To do
Which lines below hold the word "Option"? Copy all of them.

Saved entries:
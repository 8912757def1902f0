use std::env;
use std::sync::Arc;
use std::time::Duration;

use async_trait::async_trait;
use exam_core::ExamSession;
use exam_core::model::QuestionId;
use reqwest::Client;
use serde::{Deserialize, Serialize};

use crate::error::AdvisoryError;

const DEFAULT_USER_ID: &str = "student1";
const DEFAULT_TIMEOUT_SECS: u64 = 15;

#[derive(Clone, Debug)]
pub struct AdvisoryConfig {
    pub endpoint: String,
    pub user_id: String,
    pub timeout: Duration,
}

impl AdvisoryConfig {
    #[must_use]
    pub fn new(endpoint: impl Into<String>) -> Self {
        Self {
            endpoint: endpoint.into(),
            user_id: DEFAULT_USER_ID.to_string(),
            timeout: Duration::from_secs(DEFAULT_TIMEOUT_SECS),
        }
    }

    #[must_use]
    pub fn from_env() -> Option<Self> {
        let endpoint = env::var("EXAM_ADVISORY_URL").ok()?;
        if endpoint.trim().is_empty() {
            return None;
        }
        let user_id = env::var("EXAM_USER_ID").unwrap_or_else(|_| DEFAULT_USER_ID.into());
        let timeout = env::var("EXAM_ADVISORY_TIMEOUT_SECS")
            .ok()
            .and_then(|value| value.parse::<u64>().ok())
            .filter(|secs| *secs > 0)
            .unwrap_or(DEFAULT_TIMEOUT_SECS);
        Some(Self {
            endpoint: endpoint.trim().to_string(),
            user_id,
            timeout: Duration::from_secs(timeout),
        })
    }
}

/// Answer returned by the advisory endpoint.
#[derive(Clone, Debug, PartialEq, Eq)]
pub struct AdvisoryAnswer {
    pub answer: String,
    pub source: String,
}

/// Remote Q&A collaborator.
#[async_trait]
pub trait AdvisoryClient: Send + Sync {
    /// # Errors
    ///
    /// Returns `AdvisoryError` for transport failures, non-2xx responses or an
    /// empty answer.
    async fn ask(
        &self,
        qid: &QuestionId,
        user_id: &str,
        query: &str,
    ) -> Result<AdvisoryAnswer, AdvisoryError>;
}

/// JSON-over-HTTP advisory client.
#[derive(Clone)]
pub struct HttpAdvisoryClient {
    client: Client,
    endpoint: String,
    timeout: Duration,
}

impl HttpAdvisoryClient {
    #[must_use]
    pub fn new(config: &AdvisoryConfig) -> Self {
        Self {
            client: Client::new(),
            endpoint: config.endpoint.clone(),
            timeout: config.timeout,
        }
    }
}

#[async_trait]
impl AdvisoryClient for HttpAdvisoryClient {
    async fn ask(
        &self,
        qid: &QuestionId,
        user_id: &str,
        query: &str,
    ) -> Result<AdvisoryAnswer, AdvisoryError> {
        let payload = AskRequest {
            qid: qid.as_str(),
            question: query,
            user_id,
        };

        let response = self
            .client
            .post(&self.endpoint)
            .timeout(self.timeout)
            .json(&payload)
            .send()
            .await?;

        if !response.status().is_success() {
            return Err(AdvisoryError::HttpStatus(response.status()));
        }

        let body: AskResponse = response.json().await?;
        let answer = body
            .answer
            .map(|answer| answer.trim().to_string())
            .filter(|answer| !answer.is_empty())
            .ok_or(AdvisoryError::EmptyResponse)?;

        Ok(AdvisoryAnswer {
            answer,
            source: body.source.unwrap_or_else(|| "unknown".to_string()),
        })
    }
}

#[derive(Debug, Serialize)]
struct AskRequest<'a> {
    qid: &'a str,
    question: &'a str,
    user_id: &'a str,
}

#[derive(Debug, Deserialize)]
struct AskResponse {
    answer: Option<String>,
    source: Option<String>,
}

/// Outcome shown next to the question: an answer with its source, or no
/// answer and an error description.
#[derive(Clone, Debug, PartialEq, Eq)]
pub struct AdvisoryReply {
    pub answer: Option<String>,
    pub source: String,
}

impl AdvisoryReply {
    #[must_use]
    pub fn is_error(&self) -> bool {
        self.answer.is_none()
    }
}

/// Session-facing wrapper that never fails: every error becomes an inline reply.
#[derive(Clone)]
pub struct AdvisoryService {
    client: Option<Arc<dyn AdvisoryClient>>,
    user_id: String,
}

impl AdvisoryService {
    #[must_use]
    pub fn from_env() -> Self {
        match AdvisoryConfig::from_env() {
            Some(config) => Self::new(Arc::new(HttpAdvisoryClient::new(&config)), config.user_id),
            None => Self::disabled(),
        }
    }

    #[must_use]
    pub fn new(client: Arc<dyn AdvisoryClient>, user_id: impl Into<String>) -> Self {
        Self {
            client: Some(client),
            user_id: user_id.into(),
        }
    }

    #[must_use]
    pub fn disabled() -> Self {
        Self {
            client: None,
            user_id: DEFAULT_USER_ID.to_string(),
        }
    }

    #[must_use]
    pub fn enabled(&self) -> bool {
        self.client.is_some()
    }

    /// Ask about a question. Does not touch any exam state.
    pub async fn ask(&self, qid: QuestionId, query: String) -> AdvisoryReply {
        match self.try_ask(&qid, &query).await {
            Ok(answer) => AdvisoryReply {
                answer: Some(answer.answer),
                source: answer.source,
            },
            Err(err) => {
                tracing::warn!(%qid, error = %err, "advisory query failed");
                AdvisoryReply {
                    answer: None,
                    source: err.to_string(),
                }
            }
        }
    }

    /// Ask about the question currently shown in `session`.
    pub async fn ask_current(&self, session: &ExamSession, query: &str) -> AdvisoryReply {
        let qid = session.current_question().id().clone();
        self.ask(qid, query.to_string()).await
    }

    async fn try_ask(&self, qid: &QuestionId, query: &str) -> Result<AdvisoryAnswer, AdvisoryError> {
        let client = self.client.as_ref().ok_or(AdvisoryError::Disabled)?;
        let query = query.trim();
        if query.is_empty() {
            return Err(AdvisoryError::EmptyQuery);
        }
        client.ask(qid, &self.user_id, query).await
    }
}

#[cfg(test)]
mod tests {
    use super::*;
    use std::sync::Mutex;

    #[derive(Default)]
    struct RecordingClient {
        calls: Mutex<Vec<(String, String, String)>>,
        fail: bool,
    }

    #[async_trait]
    impl AdvisoryClient for RecordingClient {
        async fn ask(
            &self,
            qid: &QuestionId,
            user_id: &str,
            query: &str,
        ) -> Result<AdvisoryAnswer, AdvisoryError> {
            self.calls.lock().unwrap().push((
                qid.to_string(),
                user_id.to_string(),
                query.to_string(),
            ));
            if self.fail {
                return Err(AdvisoryError::EmptyResponse);
            }
            Ok(AdvisoryAnswer {
                answer: format!("About {qid}"),
                source: "docs".into(),
            })
        }
    }

    #[tokio::test]
    async fn forwards_qid_user_and_query() {
        let client = Arc::new(RecordingClient::default());
        let service = AdvisoryService::new(client.clone(), "student9");

        let reply = service
            .ask(QuestionId::new("q3").unwrap(), "  Why not A? ".into())
            .await;

        assert_eq!(reply.answer.as_deref(), Some("About q3"));
        assert_eq!(reply.source, "docs");
        let calls = client.calls.lock().unwrap();
        assert_eq!(
            calls.as_slice(),
            [("q3".to_string(), "student9".to_string(), "Why not A?".to_string())]
        );
    }

    #[tokio::test]
    async fn failures_become_inline_replies() {
        let client = Arc::new(RecordingClient {
            fail: true,
            ..RecordingClient::default()
        });
        let service = AdvisoryService::new(client, "student1");
        let reply = service.ask(QuestionId::new("q1").unwrap(), "help".into()).await;
        assert!(reply.is_error());
        assert_eq!(reply.source, "advisory service returned an empty answer");
    }

    #[tokio::test]
    async fn disabled_and_blank_queries_never_call_out() {
        let reply = AdvisoryService::disabled()
            .ask(QuestionId::new("q1").unwrap(), "help".into())
            .await;
        assert_eq!(reply.source, "advisory service is not configured");

        let client = Arc::new(RecordingClient::default());
        let service = AdvisoryService::new(client.clone(), "student1");
        let reply = service.ask(QuestionId::new("q1").unwrap(), "   ".into()).await;
        assert!(reply.is_error());
        assert!(client.calls.lock().unwrap().is_empty());
    }

    #[test]
    fn status_errors_read_like_error_codes() {
        let err = AdvisoryError::HttpStatus(reqwest::StatusCode::SERVICE_UNAVAILABLE);
        assert_eq!(err.to_string(), "Error code 503");
    }
}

Output below
    pub fn from_env() -> Option<Self> {
    answer: Option<String>,
    source: Option<String>,
    pub answer: Option<String>,
    client: Option<Arc<dyn AdvisoryClient>>,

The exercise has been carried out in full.